Cultura Nacionales

El Caribe en el siglo XVII. Los franceses no se quedan atrás (3)

Written by Debate Plural

Mu Kien Adriana Sang (El Caribe, 9-12-17)

 

TEMAS SOBRE Haití, República DOMINICANA Y el CARIBE

La colonización francesa del ámbito caribeño corre, en cierto modo, paralela a la inglesa, aunque con mayor lentitud debido a la supremacía del intervencionismo estatal sobre la iniciativa privada. Salvo el acuerdo amistoso con los británicos en San Cristóbal (…) durante los primeros treinta años del siglo no hay un plan concreto sobre el archipiélago de Sotavento y los pocos proyectos iniciados chocaron con la belicosidad de los indios caribes que impidieron el asentamiento de los escasos aventurero que lo pretendieron. [1]

El verdadero iniciador de la conquista francesa en el Caribe fue sin duda Armand Jean du Plessis (París, 9 de septiembre de 1585 –de diciembre 1642), conocido mejor como el Cardenal-Duque de Richelieu, duque de Fronsac. Había sido ordenado obispo en 1607, decidió hacer vida política activa. En 1616 logró ser nombrado Secretario de Estado en 1616. Su poder era inmenso, tanto en la política como en la Iglesia católica de Francia. En 1622 alcanzó la dignidad cardenalicia. Y dos años después el cargo de primer ministro del Rey Luis XIII, posición en la que permaneció hasta su muerte en 1642.

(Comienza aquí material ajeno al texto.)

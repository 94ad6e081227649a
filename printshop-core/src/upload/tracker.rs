//! Status of the order's one upload slot.

use serde::Serialize;
use tokio_util::sync::CancellationToken;
use tracing::{debug, info};

use super::event::{UploadEvent, UploadFailure, UploadResponse};

/// Identity and cancel handle of one upload attempt.
#[derive(Debug, Clone)]
pub struct UploadTicket {
    id: u64,
    cancel: CancellationToken,
}

impl UploadTicket {
    pub fn id(&self) -> u64 {
        self.id
    }

    /// Token the transport watches for cancellation.
    pub fn cancel_token(&self) -> CancellationToken {
        self.cancel.clone()
    }

    /// Request cancellation of this attempt.
    pub fn cancel(&self) {
        self.cancel.cancel();
    }
}

/// Upload status as shown to the user.
#[derive(Debug, Clone, PartialEq, Default, Serialize)]
#[serde(tag = "state", rename_all = "camelCase")]
pub enum UploadStatus {
    #[default]
    Idle,
    /// Started, no bytes reported yet.
    Pending,
    InProgress { percent: u8 },
    Succeeded(UploadResponse),
    Failed(UploadFailure),
    Cancelled,
}

impl UploadStatus {
    /// Check if the upload has ended.
    pub fn is_terminal(&self) -> bool {
        matches!(
            self,
            UploadStatus::Succeeded(_) | UploadStatus::Failed(_) | UploadStatus::Cancelled
        )
    }

    /// Progress bar value.
    pub fn percent(&self) -> u8 {
        match self {
            UploadStatus::InProgress { percent } => *percent,
            UploadStatus::Succeeded(_) => 100,
            _ => 0,
        }
    }

    /// Status line text.
    pub fn message(&self) -> String {
        match self {
            UploadStatus::Idle => String::new(),
            UploadStatus::Pending => "Uploading... 0%".to_string(),
            UploadStatus::InProgress { percent } => format!("Uploading... {}%", percent),
            UploadStatus::Succeeded(_) => "Upload complete".to_string(),
            UploadStatus::Failed(failure) => failure.to_string(),
            UploadStatus::Cancelled => "Upload cancelled".to_string(),
        }
    }
}

/// Tracks at most one upload at a time. Starting a new attempt cancels the
/// previous one and stops listening to it.
#[derive(Debug, Default)]
pub struct UploadTracker {
    next_id: u64,
    active: Option<UploadTicket>,
    status: UploadStatus,
}

impl UploadTracker {
    pub fn new() -> Self {
        Self::default()
    }

    pub fn status(&self) -> &UploadStatus {
        &self.status
    }

    /// Id of the attempt being tracked.
    pub fn active_id(&self) -> Option<u64> {
        self.active.as_ref().map(|t| t.id)
    }

    /// Start tracking a new attempt.
    pub fn begin(&mut self) -> UploadTicket {
        if let Some(previous) = self.active.take() {
            if !self.status.is_terminal() {
                debug!(upload = previous.id, "Superseded by new upload");
            }
            previous.cancel();
        }
        self.next_id += 1;
        let ticket = UploadTicket {
            id: self.next_id,
            cancel: CancellationToken::new(),
        };
        self.active = Some(ticket.clone());
        self.status = UploadStatus::Pending;
        ticket
    }

    /// Apply an event from attempt `id`. Events from superseded attempts and
    /// events after the terminal one are dropped; returns whether it applied.
    pub fn apply(&mut self, id: u64, event: UploadEvent) -> bool {
        if self.active_id() != Some(id) {
            debug!(upload = id, "Ignoring event from stale upload");
            return false;
        }
        if self.status.is_terminal() {
            return false;
        }

        self.status = match event {
            UploadEvent::Progress(percent) => UploadStatus::InProgress {
                percent: percent.min(100).max(self.status.percent()),
            },
            UploadEvent::Succeeded(response) => {
                info!(upload = id, status = response.status, "Upload complete");
                UploadStatus::Succeeded(response)
            }
            UploadEvent::Failed(failure) => {
                info!(upload = id, "{}", failure);
                UploadStatus::Failed(failure)
            }
            UploadEvent::Cancelled => UploadStatus::Cancelled,
        };
        true
    }

    /// Cancel the active attempt. The status turns `Cancelled` at once; the
    /// transport's own terminal event is then ignored.
    pub fn cancel(&mut self) -> bool {
        match &self.active {
            Some(ticket) if !self.status.is_terminal() => {
                ticket.cancel();
                info!(upload = ticket.id, "Upload cancelled");
                self.status = UploadStatus::Cancelled;
                true
            }
            _ => false,
        }
    }

    /// Drop the active attempt and return to idle.
    pub fn reset(&mut self) {
        if let Some(ticket) = self.active.take() {
            ticket.cancel();
        }
        self.status = UploadStatus::Idle;
    }
}
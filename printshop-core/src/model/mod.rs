//! Data model for print orders.

mod file;
mod material;
mod order;
mod settings;
mod shipping;

pub use file::ModelFile;
pub use material::{Color, Material, SupportStructure};
pub use order::{OrderPatch, OrderState, OrderStatus, OrderSubmission};
pub use settings::{Infill, LayerHeight, PrintSettings};
pub use shipping::{ShippingDetails, ShippingForm, SHIPPING_FIELDS};
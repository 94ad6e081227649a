//! Input validation for model files and the shipping form.

mod file;
mod shipping;

pub use file::check_model_file;
pub use shipping::{validate_shipping, EMAIL_PATTERN};

use std::fmt;

/// A single field that failed its constraint.
#[derive(Debug, Clone, PartialEq, Eq)]
pub struct FieldError {
    pub field: String,
    pub message: String,
}

impl fmt::Display for FieldError {
    fn fmt(&self, f: &mut fmt::Formatter<'_>) -> fmt::Result {
        write!(f, "{}: {}", self.field, self.message)
    }
}

/// Per-field validation errors, in form order.
#[derive(Debug, Clone, Default, PartialEq, Eq)]
pub struct FieldErrors {
    errors: Vec<FieldError>,
}

impl FieldErrors {
    pub fn new() -> Self {
        Self::default()
    }

    /// Add an error for `field`.
    pub fn add(&mut self, field: &str, message: impl Into<String>) {
        self.errors.push(FieldError {
            field: field.to_string(),
            message: message.into(),
        });
    }

    pub fn is_empty(&self) -> bool {
        self.errors.is_empty()
    }

    pub fn len(&self) -> usize {
        self.errors.len()
    }

    /// Message for `field`, if it failed.
    pub fn get(&self, field: &str) -> Option<&str> {
        self.errors
            .iter()
            .find(|e| e.field == field)
            .map(|e| e.message.as_str())
    }

    /// Names of the failing fields.
    pub fn fields(&self) -> Vec<&str> {
        self.errors.iter().map(|e| e.field.as_str()).collect()
    }

    pub fn iter(&self) -> impl Iterator<Item = &FieldError> {
        self.errors.iter()
    }
}

impl fmt::Display for FieldErrors {
    fn fmt(&self, f: &mut fmt::Formatter<'_>) -> fmt::Result {
        let parts: Vec<String> = self.errors.iter().map(|e| e.to_string()).collect();
        write!(f, "{}", parts.join("; "))
    }
}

En su función como Primer Ministro francés logró consolidar la monarquía francesa al poder desafiar las facciones internas. En materia de política exterior su objetivo fundamental era contrarrestar el poder de la dinastía austro-hispánica de los Habsburgo, que reinaba en España. Por esta razón no dudó en aliarse con los protestantes a fin de debilitar el poder papal y el poder de la monarquía y la iglesia católica españolas.

Otro distintivo de su política exterior fue la expansión ultramarina. Apoyó la creación de asentamientos en Nueva Francia, Guadalupe, Guayana, Martinica, Senegal, Madagascar y Reunión. En el terreno que nos ocupa, el Caribe, a partir de 1634 puso en marcha una política definida a fin de dominar algunas pequeñas islas en las Antillas, “con objeto de que abastecieran con sus productos a la colonia del Canadá, con graves crisis de subsistencia. A tal fin se crea la Compañía de las Islas de América (…) a la cual se le cede Saint Cristopher, y es quien comienza la ocupación, en dura pugna con los indígenas, de las islas Antillanas”.[2]

Ya para 1638 los franceses controlaban Saint Croix, Martinica, María Galante y Guadalupe. Se decidieron por abandonar Granada, Dominica y Saint Lucía. Y unos años después, en 1642, había puestos militares en 14 islotes, entre los que podemos citar, San Martín (que estaba compartido con los holandeses) y San Bartolomé, que era en realidad, como dice Escudero, un verdadero refugio pirata.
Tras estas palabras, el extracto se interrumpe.